**ACTIVITY**
Copy exactly the lines from the first line of the records below through the line containing "manifests are skipped.", including both, and nothing else.

+---+

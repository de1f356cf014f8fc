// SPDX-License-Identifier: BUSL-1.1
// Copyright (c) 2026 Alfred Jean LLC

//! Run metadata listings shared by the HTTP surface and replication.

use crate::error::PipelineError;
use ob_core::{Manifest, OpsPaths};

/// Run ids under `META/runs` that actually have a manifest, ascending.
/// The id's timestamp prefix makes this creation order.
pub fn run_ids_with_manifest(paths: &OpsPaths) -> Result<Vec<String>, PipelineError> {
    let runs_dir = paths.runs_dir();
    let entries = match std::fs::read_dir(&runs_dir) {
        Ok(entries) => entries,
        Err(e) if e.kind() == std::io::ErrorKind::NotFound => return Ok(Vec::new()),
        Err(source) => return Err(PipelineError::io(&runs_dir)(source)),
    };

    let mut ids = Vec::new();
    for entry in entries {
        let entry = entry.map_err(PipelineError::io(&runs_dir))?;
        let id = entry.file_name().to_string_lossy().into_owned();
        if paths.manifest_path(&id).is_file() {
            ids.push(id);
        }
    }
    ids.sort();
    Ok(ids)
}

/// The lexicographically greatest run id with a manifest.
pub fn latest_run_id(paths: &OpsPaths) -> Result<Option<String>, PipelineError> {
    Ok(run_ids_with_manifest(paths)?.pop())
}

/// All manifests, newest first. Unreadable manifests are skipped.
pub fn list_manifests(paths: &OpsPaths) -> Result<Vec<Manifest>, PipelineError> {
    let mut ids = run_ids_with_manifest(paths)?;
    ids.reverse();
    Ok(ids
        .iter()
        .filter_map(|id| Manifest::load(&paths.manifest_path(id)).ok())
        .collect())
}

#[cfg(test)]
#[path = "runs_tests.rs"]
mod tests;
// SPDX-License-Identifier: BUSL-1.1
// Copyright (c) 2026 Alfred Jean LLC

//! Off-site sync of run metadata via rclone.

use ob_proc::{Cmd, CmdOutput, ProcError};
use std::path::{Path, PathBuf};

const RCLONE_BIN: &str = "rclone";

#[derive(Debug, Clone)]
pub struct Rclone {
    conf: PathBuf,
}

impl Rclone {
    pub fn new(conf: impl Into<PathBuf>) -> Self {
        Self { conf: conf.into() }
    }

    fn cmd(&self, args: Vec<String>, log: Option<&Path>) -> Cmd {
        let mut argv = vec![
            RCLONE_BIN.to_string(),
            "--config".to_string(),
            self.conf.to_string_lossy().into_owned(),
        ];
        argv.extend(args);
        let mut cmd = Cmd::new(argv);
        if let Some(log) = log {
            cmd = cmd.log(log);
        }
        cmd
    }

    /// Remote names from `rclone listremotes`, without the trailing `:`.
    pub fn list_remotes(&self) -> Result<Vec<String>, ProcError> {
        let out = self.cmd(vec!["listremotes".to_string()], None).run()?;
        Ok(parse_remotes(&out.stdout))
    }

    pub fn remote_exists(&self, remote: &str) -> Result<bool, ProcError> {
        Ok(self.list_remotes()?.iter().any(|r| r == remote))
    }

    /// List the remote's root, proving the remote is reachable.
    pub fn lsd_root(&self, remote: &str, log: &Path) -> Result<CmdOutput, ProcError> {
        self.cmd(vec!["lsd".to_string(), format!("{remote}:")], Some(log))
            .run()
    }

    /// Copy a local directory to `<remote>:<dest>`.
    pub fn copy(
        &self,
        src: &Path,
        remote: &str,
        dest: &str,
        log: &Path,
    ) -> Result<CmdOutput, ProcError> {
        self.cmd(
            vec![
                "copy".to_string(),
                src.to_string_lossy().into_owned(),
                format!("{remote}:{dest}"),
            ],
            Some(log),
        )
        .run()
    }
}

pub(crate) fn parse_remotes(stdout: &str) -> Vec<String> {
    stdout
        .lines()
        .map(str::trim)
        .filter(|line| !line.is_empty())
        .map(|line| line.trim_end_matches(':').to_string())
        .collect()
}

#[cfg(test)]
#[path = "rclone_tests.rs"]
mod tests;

+---+

**EXERCISE SOLUTION**
repository de1f356cf014f8fc
// SPDX-License-Identifier: BUSL-1.1
// Copyright (c) 2026 Alfred Jean LLC

//! Run metadata listings shared by the HTTP surface and replication.

use crate::error::PipelineError;
use ob_core::{Manifest, OpsPaths};

/// Run ids under `META/runs` that actually have a manifest, ascending.
/// The id's timestamp prefix makes this creation order.
pub fn run_ids_with_manifest(paths: &OpsPaths) -> Result<Vec<String>, PipelineError> {
    let runs_dir = paths.runs_dir();
    let entries = match std::fs::read_dir(&runs_dir) {
        Ok(entries) => entries,
        Err(e) if e.kind() == std::io::ErrorKind::NotFound => return Ok(Vec::new()),
        Err(source) => return Err(PipelineError::io(&runs_dir)(source)),
    };

    let mut ids = Vec::new();
    for entry in entries {
        let entry = entry.map_err(PipelineError::io(&runs_dir))?;
        let id = entry.file_name().to_string_lossy().into_owned();
        if paths.manifest_path(&id).is_file() {
            ids.push(id);
        }
    }
    ids.sort();
    Ok(ids)
}

/// The lexicographically greatest run id with a manifest.
pub fn latest_run_id(paths: &OpsPaths) -> Result<Option<String>, PipelineError> {
    Ok(run_ids_with_manifest(paths)?.pop())
}

/// All manifests, newest first. Unreadable manifests are skipped.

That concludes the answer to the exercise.